Waveform: The MKBHD Podcast (also referred to as Waveform or WVFRM) is a podcast hosted by American YouTuber Marques Brownlee with co-host Andrew Manganelli. The podcast focuses on consumer electronics news and products along with discussions on videos uploaded to Brownlee's channel. A number of episodes have involved interviews from YouTube creators and other guests including Craig Federighi, senior vice president at Apple Inc.

Background
Marques Brownlee, the creator of the popular technology-focused MKBHD YouTube channel, started the podcast to share some "behind the scene tips" and "unfiltered takes". Andrew Manganelli is the co-host of the podcast and has been a producer for the MKBHD YouTube channel since January 2017. Waveform is produced in part by the influencer agency Studio71.

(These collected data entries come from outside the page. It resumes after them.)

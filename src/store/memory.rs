//! In-memory store

use tokio::sync::RwLock;

use super::models::{Audit, NewViolation, Repository, Violation};
use super::state::StoreState;
use super::PersistenceGateway;
use crate::error::PersistenceError;

/// Process-local store; contents are lost on drop
#[derive(Debug, Default)]
pub struct MemoryStore {
    state: RwLock<StoreState>,
}

impl MemoryStore {
    pub fn new() -> Self {
        Self::default()
    }
}

#[async_trait::async_trait]
impl PersistenceGateway for MemoryStore {
    async fn upsert_repository(
        &self,
        owner: &str,
        name: &str,
        url: &str,
    ) -> Result<Repository, PersistenceError> {
        self.state.write().await.upsert_repository(owner, name, url)
    }

    async fn get_repository(&self, id: &str) -> Result<Option<Repository>, PersistenceError> {
        Ok(self.state.read().await.get_repository(id))
    }

    async fn create_audit(&self, repository_id: &str) -> Result<Audit, PersistenceError> {
        self.state.write().await.create_audit(repository_id)
    }

    async fn get_audit(&self, id: &str) -> Result<Option<Audit>, PersistenceError> {
        Ok(self.state.read().await.get_audit(id))
    }

    async fn list_audits(&self, repository_id: &str) -> Result<Vec<Audit>, PersistenceError> {
        Ok(self.state.read().await.list_audits(repository_id))
    }

    async fn log_violation(&self, violation: NewViolation) -> Result<Violation, PersistenceError> {
        self.state.write().await.log_violation(violation)
    }

    async fn list_violations(&self, audit_id: &str) -> Result<Vec<Violation>, PersistenceError> {
        Ok(self.state.read().await.list_violations(audit_id))
    }

    async fn complete_audit(
        &self,
        audit_id: &str,
        total_files: usize,
        violation_count: usize,
        compliant_files: usize,
    ) -> Result<Audit, PersistenceError> {
        self.state
            .write()
            .await
            .complete_audit(audit_id, total_files, violation_count, compliant_files)
    }

    async fn fail_audit(&self, audit_id: &str, reason: &str) -> Result<Audit, PersistenceError> {
        self.state.write().await.fail_audit(audit_id, reason)
    }

    async fn delete_audit(&self, audit_id: &str) -> Result<bool, PersistenceError> {
        self.state.write().await.delete_audit(audit_id)
    }
}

The first episode was aired on Apple Podcasts and Spotify on July 31, 2019 and was a short 48 second announcement of the creation of the podcast. A week later, the first full length episode aired on August 9, 2019 followed by an announcement on the MKBHD YouTube channel on August 13, 2019.

Guests
Technology Youtuber Quinn from SnazzyLabs was the first guest on the podcast, appearing on the episode that aired October 4, 2019. Several technology company executives have appeared as guests, including Craig Federighi, Carl Pei, Chris Cox, Panos Panay, and Wallace Santos and Ron Reed from Maingear. An uncut interview with Mark Zuckerberg was uploaded after an edited version was uploaded to the MKBHD YouTube channel for the "Talking Tech" video series.

Release
All Waveform podcast episodes made before May 7, 2021 are audio only and are released on Apple podcasts, Spotify, and Google Podcasts. However, video highlights from an interview with Craig Federighi have been uploaded to the MKBHD YouTube channel.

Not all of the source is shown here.